- Records supplied -
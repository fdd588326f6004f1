//! The node pool.
//!
//! A [`Pool`] owns pages obtained from a [`MemoryContext`] and carves each one into
//! [`NODES_PER_PAGE`] nodes. Unused nodes are threaded into a free list through their own first
//! word. Pages are recycled, never returned, for the lifetime of the pool: node-level release only
//! pushes the node back on the free list, and the pages go back to the context when the pool is
//! dropped.
//!
//! Access to the free list and the counters is serialized according to the pool's
//! [`Serializer`]. Node contents are never guarded by the pool: a node belongs to whichever array
//! links it, and that array's owner serializes access to it.

mod lock;
mod page;

pub use lock::{Exclusive, Serializer, Shared};
pub use page::NODES_PER_PAGE;

pub(crate) use page::NodePtr;

use crate::{
    context::{MemoryContext, PAGE_SIZE},
    error::Error,
    fault::consistency_fault,
};
use dynarr_core::{node_ref::MAX_PAGES, NodeRef, NODE_BYTES, WORDS_PER_NODE};
use page::{in_use_magic, NodePage, FREE_MAGIC};
use parking_lot::{Mutex, RwLock};
use std::{cell::UnsafeCell, fmt, sync::Arc};

/// Point-in-time usage statistics of a [`Pool`].
#[derive(Debug, Clone, Copy, PartialEq, Eq)]
pub struct PoolInfo {
    /// Number of pages allocated.
    pub pg_count: u32,
    /// Size of each page in bytes.
    pub pg_byte_sz: u32,
    /// Number of nodes in use.
    pub inuse_nodes: u64,
    /// Size of each node in bytes.
    pub node_byte_sz: u32,
    /// Number of nodes that fit in a page.
    pub nodes_per_page: u32,
}

struct FreeList {
    first_free: NodeRef,
    free_nodes: u64,
    inuse_nodes: u64,
    pg_count: u32,
}

/// An allocator of nodes, shared by any number of arrays.
pub struct Pool<S: Serializer = Exclusive> {
    type_id: u32,
    magic: u32,
    ctx: Arc<dyn MemoryContext>,
    serializer: S,
    // Indexed by page number. Only ever grows, under the serializer.
    pages: RwLock<Vec<NodePage>>,
    free: UnsafeCell<FreeList>,
}

impl Pool<Exclusive> {
    /// Create a pool private to one execution context.
    ///
    /// `type_id` is passed along with every page request to `ctx`, for accounting.
    pub fn new(type_id: u32, ctx: Arc<dyn MemoryContext>) -> Self {
        Self::with_serializer(Exclusive::new(), type_id, ctx)
    }
}

impl Pool<Shared> {
    /// Create a pool whose free list is guarded by `mutex`, so that arrays owned by different
    /// threads may allocate from it concurrently.
    ///
    /// The same mutex may be handed to several pools.
    pub fn with_mutex(mutex: Arc<Mutex<()>>, type_id: u32, ctx: Arc<dyn MemoryContext>) -> Self {
        Self::with_serializer(Shared::new(mutex), type_id, ctx)
    }
}

impl<S: Serializer> Pool<S> {
    fn with_serializer(serializer: S, type_id: u32, ctx: Arc<dyn MemoryContext>) -> Self {
        Pool {
            type_id,
            magic: in_use_magic(type_id),
            ctx,
            serializer,
            pages: RwLock::new(Vec::new()),
            free: UnsafeCell::new(FreeList {
                first_free: NodeRef::NIL,
                free_nodes: 0,
                inuse_nodes: 0,
                pg_count: 0,
            }),
        }
    }

    /// The type id this pool was created with.
    pub fn type_id(&self) -> u32 {
        self.type_id
    }

    /// Take a zeroed node off the free list, growing the pool by one page if the list is empty.
    ///
    /// Fails if the memory context cannot supply a page.
    pub fn seize(&self) -> Result<NodeRef, Error> {
        let (node_ref, node) = self.with_free_list(|free| {
            if free.first_free.is_nil() {
                self.grow(free)?;
            }

            let node_ref = free.first_free;
            let Some((page, slot)) = self.locate(node_ref) else {
                consistency_fault(format_args!(
                    "free list of pool {} points outside the pool: {:?}",
                    self.type_id, node_ref
                ));
            };

            let magic = page.magic(slot);
            let node = page.node(slot);
            // SAFETY: the node is on the free list, which we hold exclusively.
            unsafe {
                if magic.read() != FREE_MAGIC {
                    consistency_fault(format_args!(
                        "free list of pool {} holds node {:?} which is in use",
                        self.type_id, node_ref
                    ));
                }
                free.first_free = node.child(0);
                magic.write(self.magic);
            }

            free.free_nodes -= 1;
            free.inuse_nodes += 1;
            Ok((node_ref, node))
        })?;

        // SAFETY: the node was just stamped in use and is referenced by nobody else.
        unsafe { node.zero(0, WORDS_PER_NODE) };
        Ok(node_ref)
    }

    /// Return a node to the free list.
    ///
    /// Releasing a node which is not in use by this pool is a fatal consistency fault.
    pub fn release(&self, node_ref: NodeRef) {
        let Some((page, slot)) = self.locate(node_ref) else {
            consistency_fault(format_args!(
                "release of {:?} which does not belong to pool {}",
                node_ref, self.type_id
            ));
        };

        self.with_free_list(|free| {
            let magic = page.magic(slot);
            // SAFETY: the caller owned the node; it joins the free list under the lock.
            unsafe {
                if magic.read() != self.magic {
                    consistency_fault(format_args!(
                        "release of {:?} which is not in use in pool {}",
                        node_ref, self.type_id
                    ));
                }
                magic.write(FREE_MAGIC);
                page.node(slot).set_child(0, free.first_free);
            }

            if free.inuse_nodes == 0 {
                consistency_fault(format_args!(
                    "in-use node count of pool {} underflowed",
                    self.type_id
                ));
            }
            free.first_free = node_ref;
            free.free_nodes += 1;
            free.inuse_nodes -= 1;
        })
    }

    /// A snapshot of the pool's usage statistics.
    pub fn info(&self) -> PoolInfo {
        self.with_free_list(|free| PoolInfo {
            pg_count: free.pg_count,
            pg_byte_sz: PAGE_SIZE as u32,
            inuse_nodes: free.inuse_nodes,
            node_byte_sz: NODE_BYTES as u32,
            nodes_per_page: NODES_PER_PAGE as u32,
        })
    }

    /// The number of nodes sitting on the free list.
    pub fn free_nodes(&self) -> u64 {
        self.with_free_list(|free| {
            debug_assert_eq!(
                free.free_nodes + free.inuse_nodes,
                free.pg_count as u64 * NODES_PER_PAGE as u64
            );
            free.free_nodes
        })
    }

    /// The node referenced by `node_ref`, if it is a node of this pool which is in use.
    pub(crate) fn node(&self, node_ref: NodeRef) -> Option<NodePtr> {
        let (page, slot) = self.locate(node_ref)?;
        // SAFETY: reading the magic of a node we are told we own. Other threads only touch the
        // magic words of nodes they own.
        let magic = unsafe { page.magic(slot).read() };
        (magic == self.magic).then(|| page.node(slot))
    }

    fn locate(&self, node_ref: NodeRef) -> Option<(NodePage, usize)> {
        if node_ref.is_nil() || node_ref.slot() >= NODES_PER_PAGE {
            return None;
        }
        let page = self.pages.read().get(node_ref.page() as usize).copied()?;
        Some((page, node_ref.slot()))
    }

    fn grow(&self, free: &mut FreeList) -> Result<(), Error> {
        debug_assert!(free.first_free.is_nil());
        let out_of_memory = Error::OutOfMemory {
            type_id: self.type_id,
        };
        if free.pg_count >= MAX_PAGES {
            return Err(out_of_memory);
        }
        let Some(raw) = self.ctx.alloc_page(self.type_id) else {
            tracing::debug!(type_id = self.type_id, "memory context refused a page");
            return Err(out_of_memory);
        };

        let page = NodePage::format(raw);
        let page_no = free.pg_count;
        for slot in 0..NODES_PER_PAGE {
            let next = if slot + 1 < NODES_PER_PAGE {
                NodeRef::new(page_no, slot + 1)
            } else {
                free.first_free
            };
            // SAFETY: the page is fresh and not yet visible to anyone.
            unsafe { page.node(slot).set_child(0, next) };
        }

        self.pages.write().push(page);
        free.first_free = NodeRef::new(page_no, 0);
        free.free_nodes += NODES_PER_PAGE as u64;
        free.pg_count += 1;

        tracing::debug!(
            type_id = self.type_id,
            pg_count = free.pg_count,
            "pool grew by one page"
        );
        Ok(())
    }

    fn with_free_list<R>(&self, f: impl FnOnce(&mut FreeList) -> R) -> R {
        let _guard = self.serializer.lock();
        // SAFETY: the serializer grants exclusive access while `_guard` lives, and this is never
        // entered recursively.
        f(unsafe { &mut *self.free.get() })
    }
}

impl<S: Serializer> fmt::Debug for Pool<S> {
    fn fmt(&self, f: &mut fmt::Formatter<'_>) -> fmt::Result {
        f.debug_struct("Pool")
            .field("type_id", &self.type_id)
            .field("info", &self.info())
            .field("free_nodes", &self.free_nodes())
            .finish()
    }
}

impl<S: Serializer> Drop for Pool<S> {
    fn drop(&mut self) {
        let free = self.free.get_mut();
        if free.inuse_nodes != 0 {
            tracing::warn!(
                type_id = self.type_id,
                inuse_nodes = free.inuse_nodes,
                "pool dropped with nodes still in use"
            );
        }

        let pages = std::mem::take(self.pages.get_mut());
        tracing::debug!(
            type_id = self.type_id,
            pg_count = pages.len(),
            "returning pool pages"
        );
        for page in pages {
            // SAFETY: the pool is going away, so no node can be reached anymore.
            unsafe { self.ctx.release_page(self.type_id, page.into_raw()) };
        }
    }
}

// SAFETY: the pages are owned by the pool, and reached only through it. The free list is guarded
// by the serializer, which is only `Sync` when it provides mutual exclusion.
unsafe impl<S: Serializer + Send> Send for Pool<S> {}
unsafe impl<S: Serializer + Sync> Sync for Pool<S> {}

- Instructions for the task -
Where a line of the material holds the word "Result", copy that line.

- Task answer -
    pub fn seize(&self) -> Result<NodeRef, Error> {
    fn grow(&self, free: &mut FreeList) -> Result<(), Error> {
    fn fmt(&self, f: &mut fmt::Formatter<'_>) -> fmt::Result {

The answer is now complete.